Uncategorized Michael Krahn on 06 Nov 2009 09:14 pm
Why Am I Here? (The Medaille House Journals - 2)
***This is a series of posts based on writing I did on personal retreat in October 2009. Part 1 can be found here.***

Busyness often steals my joy. It’s a temporary theft, but it is usually unnecessary. I start too many journeys – good, productive journeys – without first fully fueling up. As a result, I get to the finish line on fumes and collapse shortly after. I rest, not because I make a wise choice to do so but because I have no other choice: I MUST rest or I will become damaged.
It is interesting note that Jesus practiced solitude either before or after particularly engrossing encounters. In his book Spiritual Disciplines For The Christian Life, Donald Whitney points out a number of instances in scripture where Jesus retreats to a time of solitude.
“To be like Jesus,” he says, “we must discipline ourselves to find times of silence and solitude. Then we can find the spiritual strength through these disciplines, as Jesus did.”
There is a proper relief of stress after these events, but there is also a temptation to treat oneself to “a few days off”. For me, after a week of sermon prep and preaching, a talk at a conference, or the successful completion of a large event, that means I am less task-oriented in the following week.
During a week of stress that culminates in accomplishment, I fall behind on all types of reading, and so I take the following week to read – online (blogs and other content) and offline (books, newspapers, etc.). But I suspect what I should be doing, rather than trying to catch up on what I’ve “missed”, is being still, engaging solitude, and also spending unstructured, goal-free time with Anne Marie and the girls.
“Goal-free” and “unstructured”. Normally, “goal-oriented” and “structured” are the two phrases that characterize my modus operandi, and for the most part this has served me well. But it is also a frequent source of pride. I DO get a lot done, and there is a lot of variety in what I accomplish, but I often forget whom I am doing it for.

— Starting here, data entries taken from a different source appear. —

#![allow(dead_code)]

use async_trait::async_trait;
use planetvote::error::TransportError;
use planetvote::kernel::vote::{Relay, RocketLaunch, VoteEvent, VoteSink};
use std::collections::HashSet;
use std::sync::Mutex;

/// In-memory backend that records every call.
#[derive(Default)]
pub struct RecordingSink {
    pub batches: Mutex<Vec<Vec<VoteEvent>>>,
    pub singles: Mutex<Vec<VoteEvent>>,
    pub fail_batch: bool,
    /// Extension ids the single-vote endpoint refuses.
    pub fail_single: HashSet<String>,
}

impl RecordingSink {
    pub fn healthy() -> Self {
        Self::default()
    }

    pub fn batch_down() -> Self {
        Self {
            fail_batch: true,
            ..Self::default()
        }
    }

    pub fn batches(&self) -> Vec<Vec<VoteEvent>> {
        self.batches.lock().unwrap().clone()
    }

    pub fn singles(&self) -> Vec<VoteEvent> {
        self.singles.lock().unwrap().clone()
    }
}

#[async_trait]
impl VoteSink for RecordingSink {
    async fn submit_batch(&self, events: &[VoteEvent]) -> Result<(), TransportError> {
        self.batches.lock().unwrap().push(events.to_vec());
        if self.fail_batch {
            return Err(TransportError::Rejected("batch endpoint down".to_string()));
        }
        Ok(())
    }

    async fn submit_one(&self, event: &VoteEvent) -> Result<(), TransportError> {
        self.singles.lock().unwrap().push(event.clone());
        if self.fail_single.contains(&event.extension_id) {
            return Err(TransportError::Rejected("vote refused".to_string()));
        }
        Ok(())
    }
}

#[derive(Default)]
pub struct RecordingRelay {
    pub launches: Mutex<Vec<RocketLaunch>>,
}

impl RecordingRelay {
    pub fn launches(&self) -> Vec<RocketLaunch> {
        self.launches.lock().unwrap().clone()
    }
}

impl Relay for RecordingRelay {
    fn launch(&self, rocket: RocketLaunch) {
        self.launches.lock().unwrap().push(rocket);
    }
}

pub fn event(extension_id: &str, combo_count: u32) -> VoteEvent {
    VoteEvent {
        extension_id: extension_id.to_string(),
        voter_name: "Ada".to_string(),
        job_position: String::new(),
        combo_count,
        timestamp: 1_700_000_000_000,
    }
}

Well, that’s not quite true – I often know very well that I am doing it for my own glory, my own reputation, my own fulfillment rather than doing it in such a way that at the end I can honestly say “To God be the glory”.
My own glory comes before God’s far too often, and at these times the scripture convicts me that says that we fall short of the glory of God. I fall short, not because there is no glory, but because I misappropriate it.
Michael Krahn (michael.krahn@gmail.com) is a husband, father, Pastor, writer, and recording artist who enjoys books, theology, technology and the Ottawa Senators.Connect here--->



on 07 Nov 2009 at 2:00 am # Kevin Abell
Hi Micheal;
I have very few goals and tend to fly by the seat of my pants. Maybe between the two of us, if we could be added together, we might make one decently balanced person.
on 07 Nov 2009 at 5:39 pm # Kevin Burgess
I have a mentor that once told me. “We live our lives doing a lot of good things. Often at the expense of other good things. There comes a point when we have to look at each of our “things” and decide which are the truly NOBLE things and focus on those.”